Needless to say, such discretionary merchandise has been particularly hard hit by the buying strike that has affected marketers during the recession in almost every category except, perhaps, groceries and gasoline. Sales of home furnishings fell 0.9 percent in July from June, according to the Commerce Department, and declined 12.9 percent last month compared with July 2008.

The campaign carries the upbeat theme “Is it home yet?,” which will be featured on a logo depicting the phrase embossed across a welcome mat. The theme evokes schmaltzy television commercials from decades ago for Lipton instant soup mix, in which hungry children asked their mothers, “Is it soup yet?”

The campaign will include print, outdoor and online advertising; search engine marketing; and promotions and materials in stores. There will also be a celebration of September as “National Home Furnishings Month” as well as a special Web site (

“For the last 10 or 15 years, you looked at your home as a financial investment, but the return on this investment is actually emotional,” said Robert Maricich, president and chief executive at the World Market Center Las Vegas, a showroom, exhibition space and design center for the furniture industry that was opened in 2005.”

Yup, you can’t afford to move, you are already 3 payments overdue, but definitely put some new drapes and wing chairs on the credit card.  You can’t get any money out, and the payments are impoverishing you, but the emotional return, is, like the credit card company says, “priceless.”  After all, who could put a price on the feeling wall-to-wall carpet gives.
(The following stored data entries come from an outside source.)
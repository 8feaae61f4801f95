//! Database module for Internship Hub
//!
//! This module provides database connectivity, models, and repositories
//! for persistent storage using PostgreSQL and SQLx.

#[cfg(test)]
pub mod memory;
pub mod models;
pub mod pool;
pub mod repositories;

// Re-export commonly used items
pub use models::*;
pub use pool::{DbConfig, DbError, DbTarget, create_pool, create_pool_with_migrations, health_check};
pub use repositories::{
    ApplicationRepository, ApplicationRepositoryError, ApplicationStore, UserRepository,
    UserRepositoryError, UserStore, VerificationRepository, VerificationRepositoryError,
    VerificationStore,
};

// Re-export sqlx types that might be needed
pub use sqlx::PgPool;
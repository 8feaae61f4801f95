//! In-memory implementation of the store traits, used by service and router tests.

use async_trait::async_trait;
use chrono::{DateTime, Utc};
use tokio::sync::Mutex;

use crate::core::db::models::{
    Application, ApplicationChanges, EmailVerification, NewApplication, NewUser, User,
};
use crate::core::db::repositories::{
    ApplicationRepositoryError, ApplicationStore, UserRepositoryError, UserStore,
    VerificationRepositoryError, VerificationStore,
};

#[derive(Default)]
struct Tables {
    users: Vec<User>,
    verifications: Vec<EmailVerification>,
    applications: Vec<Application>,
    next_id: i64,
}

impl Tables {
    fn next_id(&mut self) -> i64 {
        self.next_id += 1;
        self.next_id
    }
}

#[derive(Default)]
pub struct MemoryStore {
    tables: Mutex<Tables>,
}

impl MemoryStore {
    pub fn new() -> Self {
        Self::default()
    }

    pub async fn verification_count(&self, user_id: i64) -> usize {
        let tables = self.tables.lock().await;
        tables
            .verifications
            .iter()
            .filter(|v| v.user_id == user_id)
            .count()
    }

    pub async fn application_count(&self) -> usize {
        self.tables.lock().await.applications.len()
    }

    /// Push every token of a user into the past
    pub async fn expire_verifications(&self, user_id: i64) {
        let mut tables = self.tables.lock().await;
        for verification in tables
            .verifications
            .iter_mut()
            .filter(|v| v.user_id == user_id)
        {
            verification.expires_at = Utc::now() - chrono::Duration::seconds(1);
        }
    }
}

#[async_trait]
impl UserStore for MemoryStore {
    async fn create(&self, user: &NewUser) -> Result<User, UserRepositoryError> {
        let mut tables = self.tables.lock().await;
        if tables.users.iter().any(|u| u.username == user.username) {
            return Err(UserRepositoryError::UsernameAlreadyExists);
        }
        if tables.users.iter().any(|u| u.email == user.email) {
            return Err(UserRepositoryError::EmailAlreadyExists);
        }

        let now = Utc::now();
        let created = User {
            id: tables.next_id(),
            username: user.username.clone(),
            email: user.email.clone(),
            password_hash: user.password_hash.clone(),
            is_verified: false,
            created_at: now,
            updated_at: now,
        };
        tables.users.push(created.clone());
        Ok(created)
    }

    async fn find_by_id(&self, id: i64) -> Result<Option<User>, UserRepositoryError> {
        let tables = self.tables.lock().await;
        Ok(tables.users.iter().find(|u| u.id == id).cloned())
    }

    async fn find_by_username(&self, username: &str) -> Result<Option<User>, UserRepositoryError> {
        let tables = self.tables.lock().await;
        Ok(tables.users.iter().find(|u| u.username == username).cloned())
    }

    async fn find_by_email(&self, email: &str) -> Result<Option<User>, UserRepositoryError> {
        let tables = self.tables.lock().await;
        Ok(tables.users.iter().find(|u| u.email == email).cloned())
    }

    async fn mark_verified(&self, id: i64) -> Result<bool, UserRepositoryError> {
        let mut tables = self.tables.lock().await;
        match tables.users.iter_mut().find(|u| u.id == id) {
            Some(user) => {
                user.is_verified = true;
                user.updated_at = Utc::now();
                Ok(true)
            }
            None => Ok(false),
        }
    }
}

#[async_trait]
impl VerificationStore for MemoryStore {
    async fn create(
        &self,
        user_id: i64,
        token_hash: &str,
        expires_at: DateTime<Utc>,
    ) -> Result<EmailVerification, VerificationRepositoryError> {
        let mut tables = self.tables.lock().await;
        let verification = EmailVerification {
            id: tables.next_id(),
            user_id,
            token_hash: token_hash.to_string(),
            created_at: Utc::now(),
            expires_at,
        };
        tables.verifications.push(verification.clone());
        Ok(verification)
    }

    async fn find_live(
        &self,
        token_hash: &str,
        now: DateTime<Utc>,
    ) -> Result<Option<EmailVerification>, VerificationRepositoryError> {
        let tables = self.tables.lock().await;
        Ok(tables
            .verifications
            .iter()
            .find(|v| v.token_hash == token_hash && v.is_live_at(now))
            .cloned())
    }

    async fn delete(&self, id: i64) -> Result<bool, VerificationRepositoryError> {
        let mut tables = self.tables.lock().await;
        let before = tables.verifications.len();
        tables.verifications.retain(|v| v.id != id);
        Ok(tables.verifications.len() < before)
    }

    async fn delete_all_for_user(&self, user_id: i64) -> Result<u64, VerificationRepositoryError> {
        let mut tables = self.tables.lock().await;
        let before = tables.verifications.len();
        tables.verifications.retain(|v| v.user_id != user_id);
        Ok((before - tables.verifications.len()) as u64)
    }
}

#[async_trait]
impl ApplicationStore for MemoryStore {
    async fn list_by_owner(
        &self,
        owner_id: i64,
    ) -> Result<Vec<Application>, ApplicationRepositoryError> {
        let tables = self.tables.lock().await;
        let mut owned: Vec<Application> = tables
            .applications
            .iter()
            .filter(|a| a.user_id == owner_id)
            .cloned()
            .collect();
        owned.sort_by(|a, b| {
            b.applied_date
                .cmp(&a.applied_date)
                .then_with(|| a.company.cmp(&b.company))
        });
        Ok(owned)
    }

    async fn find_by_owner(
        &self,
        owner_id: i64,
        id: i64,
    ) -> Result<Option<Application>, ApplicationRepositoryError> {
        let tables = self.tables.lock().await;
        Ok(tables
            .applications
            .iter()
            .find(|a| a.id == id && a.user_id == owner_id)
            .cloned())
    }

    async fn create(
        &self,
        application: &NewApplication,
    ) -> Result<Application, ApplicationRepositoryError> {
        let mut tables = self.tables.lock().await;
        let now = Utc::now();
        let fields = application.fields.clone();
        let created = Application {
            id: tables.next_id(),
            company: fields.company,
            position: fields.position,
            status: fields.status,
            location: fields.location,
            applied_date: fields.applied_date,
            term: fields.term,
            note: fields.note,
            resume_url: application.resume_url.clone(),
            user_id: application.user_id,
            created_at: now,
            updated_at: now,
        };
        tables.applications.push(created.clone());
        Ok(created)
    }

    async fn update_by_owner(
        &self,
        owner_id: i64,
        id: i64,
        changes: &ApplicationChanges,
    ) -> Result<Option<Application>, ApplicationRepositoryError> {
        let mut tables = self.tables.lock().await;
        let Some(row) = tables
            .applications
            .iter_mut()
            .find(|a| a.id == id && a.user_id == owner_id)
        else {
            return Ok(None);
        };

        let fields = changes.fields.clone();
        row.company = fields.company;
        row.position = fields.position;
        row.status = fields.status;
        row.location = fields.location;
        row.applied_date = fields.applied_date;
        row.term = fields.term;
        row.note = fields.note;
        if let Some(url) = &changes.resume_url {
            row.resume_url = url.clone();
        }
        row.updated_at = Utc::now();
        Ok(Some(row.clone()))
    }

    async fn delete_by_owner(
        &self,
        owner_id: i64,
        id: i64,
    ) -> Result<bool, ApplicationRepositoryError> {
        let mut tables = self.tables.lock().await;
        let before = tables.applications.len();
        tables
            .applications
            .retain(|a| !(a.id == id && a.user_id == owner_id));
        Ok(tables.applications.len() < before)
    }
}
//! Internship Hub - internship application tracker backend
//!
//! A REST API where users register, verify their email, log in and keep
//! track of their internship applications and resumes.

pub mod core;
This, of course, is the commercial version of home is where the heart is.  It is also, of course, complete bullshit.  Later in the story, a furniture executive observes that buying that new sofa isn’t discretionary – after all, “try sleeping on the floor, sitting on the floor, dining on the floor.”  Besides noting that all over the world, the vast majority of people do precisely those things, it might be worth noting the ridiculousness of the duality set up here – if you don’t buy a new sofa, you’ll have to sit on the floor.  Ok, everyone who doesn’t have anything to sit on, but internet acccess or who buys Elle Decor and has no sofa, raise your hand?  Anyone who can’t find a perfectly nice sofa down at the local Salvation Army, raise your hand.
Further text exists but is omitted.